# dirbot

**Repository Path**: enemy_705/dirbot

## Basic Information

- **Project Name**: dirbot
- **Description**: Scrapy project to scrape public web directories (educational)
- **Primary Language**: Python
- **License**: Not specified
- **Default Branch**: master
- **Homepage**: None
- **GVP Project**: No

## Statistics

- **Stars**: 0
- **Forks**: 0
- **Created**: 2016-10-19
- **Last Updated**: 2020-12-18

## Categories & Tags

**Categories**: Uncategorized

**Tags**: None

## README

======
dirbot
======

This is a Scrapy project to scrape websites from public web directories.
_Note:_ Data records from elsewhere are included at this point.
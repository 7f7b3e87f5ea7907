//! Records supplied by metadata collectors.
//!
//! These describe the hooks, plugin types, and services available in a target
//! framework installation. Generators look them up by name.

use indexmap::IndexMap;
use serde::{Deserialize, Serialize};

/// One hook that extensions may implement.
#[derive(Debug, Clone, PartialEq, Eq, Serialize, Deserialize)]
pub struct HookInfo {
    /// Full hook name, e.g. `hook_form_alter`
    pub name: String,

    /// File the implementation lives in; `%module` is replaced with the
    /// extension's machine name
    #[serde(default = "default_destination")]
    pub destination: String,

    /// Function signature with `hook` as the name placeholder
    pub definition: String,

    /// One-line description used for the implementation docblock
    #[serde(default)]
    pub description: String,

    /// Function body lines
    #[serde(default)]
    pub body: Vec<String>,

    /// Grouping label (the API file the hook is documented in)
    #[serde(default)]
    pub group: String,
}

fn default_destination() -> String {
    "%module.module".to_string()
}

impl HookInfo {
    /// Short name without the `hook_` prefix.
    pub fn short_name(&self) -> &str {
        self.name.strip_prefix("hook_").unwrap_or(&self.name)
    }

    /// Destination file name for an extension.
    pub fn destination_for(&self, machine_name: &str) -> String {
        self.destination.replace("%module", machine_name)
    }
}

/// A plugin type that extensions can provide plugins for.
#[derive(Debug, Clone, PartialEq, Eq, Serialize, Deserialize)]
pub struct PluginTypeInfo {
    /// Plugin type id, e.g. `block`
    pub id: String,

    /// Namespace subdirectory below `Plugin`, e.g. `Block`
    pub subdir: String,

    /// Fully-qualified base class
    pub base_class: String,

    /// Fully-qualified annotation class (annotation discovery)
    pub annotation_class: String,

    /// Fully-qualified attribute class (attribute discovery)
    #[serde(default)]
    pub attribute_class: Option<String>,

    /// Definition keys and their default values; `label`-like keys whose
    /// value is `"@translation"` are rendered as translatable text
    #[serde(default)]
    pub definition_keys: IndexMap<String, String>,

    /// Methods the plugin class must implement: name to body lines
    #[serde(default)]
    pub methods: IndexMap<String, PluginMethodInfo>,
}

/// A method stub generated for a plugin.
#[derive(Debug, Clone, PartialEq, Eq, Serialize, Deserialize)]
pub struct PluginMethodInfo {
    /// Full declaration, e.g. `public function build()`
    pub declaration: String,
    /// Body lines
    #[serde(default)]
    pub body: Vec<String>,
}

/// A service that generated classes may have injected.
#[derive(Debug, Clone, PartialEq, Eq, Serialize, Deserialize)]
pub struct ServiceInfo {
    /// Service id, e.g. `entity_type.manager`
    pub id: String,

    /// Fully-qualified interface used as the type hint
    pub interface: String,

    /// Property/variable name, e.g. `entityTypeManager`
    pub variable_name: String,

    /// Short description for docblocks
    #[serde(default)]
    pub description: String,
}
//! Configuration management for hookwright.
//!
//! This module provides multi-layer configuration support with:
//! - File-based configuration
//! - Environment variable overrides
//! - Programmatic updates
//!
//! ## Configuration Layers
//!
//! Configuration values are resolved in this priority order:
//! 1. Environment variables (`HOOKWRIGHT_CORE_VERSION=9` sets `core_version`)
//! 2. Programmatically set values
//! 3. Values loaded from file
//! 4. Default values
//!
//! ## Example
//!
//! ```no_run
//! use hookwright_core::config::Config;
//! use hookwright_types::GeneratorConfig;
//!
//! let mut config = Config::load("hookwright.yml")?;
//! config.set("docblock_width", 100)?;
//! let generator: GeneratorConfig = config.typed()?;
//! # Ok::<(), hookwright_types::GenerationError>(())
//! ```

use hookwright_types::{GenerationError, GeneratorConfig, Result};
use serde::{Deserialize, Serialize};
use serde_json::Value;
use std::collections::HashMap;
use std::fs;
use std::path::{Path, PathBuf};
use tracing::warn;

/// Prefix of environment variables that override configuration keys.
pub const ENV_PREFIX: &str = "HOOKWRIGHT_";

/// Configuration layer priority
#[derive(Debug, Clone, Copy, PartialEq, Eq, PartialOrd, Ord, Hash)]
pub enum ConfigLayer {
    /// Default values
    Default = 0,
    /// Values loaded from file
    Loaded = 1,
    /// Values set programmatically
    Set = 2,
    /// Values from environment variables
    Environment = 3,
}

const LAYERS_BY_PRIORITY: [ConfigLayer; 4] = [
    ConfigLayer::Environment,
    ConfigLayer::Set,
    ConfigLayer::Loaded,
    ConfigLayer::Default,
];

/// Main configuration structure with multi-layer support.
#[derive(Clone, Debug, Default)]
pub struct Config {
    layers: HashMap<ConfigLayer, Value>,
    file_path: Option<PathBuf>,
}

impl Config {
    /// Create an empty configuration holding only defaults.
    pub fn new() -> Self {
        let mut layers = HashMap::new();
        layers.insert(ConfigLayer::Default, Self::defaults());
        Self {
            layers,
            file_path: None,
        }
    }

    /// Load configuration from a file path, then apply environment overrides.
    ///
    /// If the file doesn't exist, only defaults and environment values apply.
    pub fn load(path: impl AsRef<Path>) -> Result<Self> {
        let path = path.as_ref();
        let mut config = Self::new();

        if path.exists() {
            let content = fs::read_to_string(path)
                .map_err(|e| GenerationError::Config(format!("Failed to read config file: {}", e)))?;

            let value: Value = serde_yaml::from_str(&content)
                .map_err(|e| GenerationError::Config(format!("Failed to parse config: {}", e)))?;

            if !value.is_null() {
                config.layers.insert(ConfigLayer::Loaded, value);
            }
        }

        config.file_path = Some(path.to_path_buf());
        config.apply_environment(std::env::vars());
        Ok(config)
    }

    /// Load from the default location (`~/.hookwright/config.yml`).
    pub fn load_default() -> Result<Self> {
        match Self::default_path() {
            Some(path) => Self::load(path),
            None => {
                let mut config = Self::new();
                config.apply_environment(std::env::vars());
                Ok(config)
            }
        }
    }

    /// Get the default configuration file path.
    pub fn default_path() -> Option<PathBuf> {
        dirs::home_dir().map(|home| home.join(".hookwright").join("config.yml"))
    }

    /// Populate the environment layer from `HOOKWRIGHT_*` variables.
    ///
    /// Values are parsed as YAML scalars so numbers and booleans keep their type.
    pub fn apply_environment<I>(&mut self, vars: I)
    where
        I: IntoIterator<Item = (String, String)>,
    {
        let mut env_layer = Value::Object(Default::default());

        for (key, raw) in vars {
            let Some(name) = key.strip_prefix(ENV_PREFIX) else {
                continue;
            };
            let path = name.to_lowercase().replace("__", ".");
            let value = serde_yaml::from_str::<Value>(&raw).unwrap_or(Value::String(raw));
            if let Err(e) = Self::set_value_at_path(&mut env_layer, &path, value) {
                warn!(variable = %key, error = %e, "Ignoring environment override");
            }
        }

        if env_layer.as_object().map_or(false, |m| !m.is_empty()) {
            self.layers.insert(ConfigLayer::Environment, env_layer);
        }
    }

    /// Get a configuration value by key, respecting layer priority.
    ///
    /// Returns None if the key doesn't exist in any layer.
    pub fn get<T: for<'de> Deserialize<'de>>(&self, key: &str) -> Option<T> {
        for layer in &LAYERS_BY_PRIORITY {
            if let Some(layer_data) = self.layers.get(layer) {
                if let Some(value) = Self::get_value_at_path(layer_data, key) {
                    if let Ok(typed_value) = serde_json::from_value(value.clone()) {
                        return Some(typed_value);
                    }
                }
            }
        }

        None
    }

    /// Set a configuration value programmatically.
    pub fn set(&mut self, key: &str, value: impl Serialize) -> Result<()> {
        let value = serde_json::to_value(value)
            .map_err(|e| GenerationError::Config(format!("Failed to serialize value: {}", e)))?;

        let set_layer = self
            .layers
            .entry(ConfigLayer::Set)
            .or_insert(Value::Object(Default::default()));

        Self::set_value_at_path(set_layer, key, value)
    }

    /// Deserialize the merged layers into the typed generator configuration.
    pub fn typed(&self) -> Result<GeneratorConfig> {
        serde_json::from_value(self.merged_data())
            .map_err(|e| GenerationError::Config(format!("Invalid configuration: {}", e)))
    }

    /// Save the file and programmatic layers to the configuration file.
    pub fn save(&self) -> Result<()> {
        let path = self.file_path.as_ref().ok_or_else(|| {
            GenerationError::Config("Cannot save: no file path set".to_string())
        })?;

        let mut persisted = Value::Object(Default::default());
        for layer in [ConfigLayer::Loaded, ConfigLayer::Set] {
            if let Some(data) = self.layers.get(&layer) {
                persisted = crate::util::data::overlay(persisted, data.clone());
            }
        }

        let yaml = serde_yaml::to_string(&persisted)
            .map_err(|e| GenerationError::Config(format!("Failed to serialize config: {}", e)))?;

        if let Some(parent) = path.parent() {
            fs::create_dir_all(parent)?;
        }
        fs::write(path, yaml)
            .map_err(|e| GenerationError::Config(format!("Failed to write config file: {}", e)))?;

        Ok(())
    }

    /// Get merged data from all layers.
    pub fn merged_data(&self) -> Value {
        let mut merged = Value::Object(serde_json::Map::new());

        for layer in LAYERS_BY_PRIORITY.iter().rev() {
            if let Some(layer_data) = self.layers.get(layer) {
                merged = crate::util::data::overlay(merged, layer_data.clone());
            }
        }

        merged
    }

    fn defaults() -> Value {
        serde_json::to_value(GeneratorConfig::default())
            .unwrap_or_else(|_| Value::Object(Default::default()))
    }

    // Helper: Get value at dotted path
    fn get_value_at_path<'a>(data: &'a Value, path: &str) -> Option<&'a Value> {
        let mut current = data;
        for part in path.split('.') {
            current = current.get(part)?;
        }
        Some(current)
    }

    // Helper: Set value at dotted path, creating intermediate objects
    fn set_value_at_path(data: &mut Value, path: &str, value: Value) -> Result<()> {
        let parts: Vec<&str> = path.split('.').filter(|p| !p.is_empty()).collect();
        let Some((last, parents)) = parts.split_last() else {
            return Err(GenerationError::Config("Empty path".to_string()));
        };

        let mut current = data;
        for part in parents {
            if !current.is_object() {
                *current = Value::Object(Default::default());
            }
            current = match current {
                Value::Object(map) => map
                    .entry(part.to_string())
                    .or_insert_with(|| Value::Object(Default::default())),
                _ => {
                    return Err(GenerationError::Config(format!(
                        "Cannot set value at path: {}",
                        path
                    )))
                }
            };
        }

        if !current.is_object() {
            *current = Value::Object(Default::default());
        }
        if let Value::Object(map) = current {
            map.insert(last.to_string(), value);
        }

        Ok(())
    }
}

#[cfg(test)]
mod tests {
    use super::*;

    #[test]
    fn test_config_layers() {
        let mut config = Config::new();
        config.layers.insert(
            ConfigLayer::Loaded,
            serde_json::json!({"docblock_width": 100}),
        );

        let width: usize = config.get("docblock_width").unwrap();
        assert_eq!(width, 100);

        config.set("docblock_width", 120).unwrap();
        let width: usize = config.get("docblock_width").unwrap();
        assert_eq!(width, 120);
    }

    #[test]
    fn test_environment_layer_wins() {
        let mut config = Config::new();
        config.set("core_version", 10).unwrap();
        config.apply_environment(vec![
            ("HOOKWRIGHT_CORE_VERSION".to_string(), "9".to_string()),
            ("UNRELATED".to_string(), "x".to_string()),
        ]);

        let typed = config.typed().unwrap();
        assert_eq!(typed.core_version.major(), 9);
    }

    #[test]
    fn test_environment_without_key_is_ignored() {
        let mut config = Config::new();
        config.apply_environment(vec![
            ("HOOKWRIGHT_".to_string(), "9".to_string()),
            ("HOOKWRIGHT_DOCBLOCK_WIDTH".to_string(), "100".to_string()),
        ]);

        let typed = config.typed().unwrap();
        assert_eq!(typed.docblock_width, 100);
        assert_eq!(typed.core_version.major(), 10);
    }

    #[test]
    fn test_load_missing_file_gives_defaults() {
        let dir = tempfile::tempdir().unwrap();
        let config = Config::load(dir.path().join("absent.yml")).unwrap();
        let typed = config.typed().unwrap();
        assert_eq!(typed.docblock_width, 80);
    }

    #[test]
    fn test_save_and_reload() {
        let dir = tempfile::tempdir().unwrap();
        let path = dir.path().join("nested").join("config.yml");

        let mut config = Config::load(&path).unwrap();
        config.set("docblock_width", 90).unwrap();
        config.save().unwrap();

        let reloaded = Config::load(&path).unwrap();
        let width: usize = reloaded.get("docblock_width").unwrap();
        assert_eq!(width, 90);
    }
}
This project is only meant for educational purposes.

Items
=====

The items scraped by this project are websites, and the item is defined in the
class::

    dirbot.items.Website

See the source code for more details.

Spiders
=======

This project contains one spider called ``dmoz`` that you can see by running::

    scrapy list

Spider: dmoz
------------

The ``dmoz`` spider scrapes the Open Directory Project (dmoz.org), and it's
based on the dmoz spider described in the `Scrapy tutorial`_

This spider doesn't crawl the entire dmoz.org site but only a few pages by
default (defined in the ``start_urls`` attribute). These pages are:

* http://www.dmoz.org/Computers/Programming/Languages/Python/Books/
* http://www.dmoz.org/Computers/Programming/Languages/Python/Resources/

So, if you run the spider regularly (with ``scrapy crawl dmoz``) it will scrape
only those two pages.

.. _Scrapy tutorial: http://doc.scrapy.org/en/latest/intro/tutorial.html

Pipelines
=========

This project uses a pipeline to filter out websites containing certain
forbidden words in their description. This pipeline is defined in the class::

    dirbot.pipelines.FilterWordsPipeline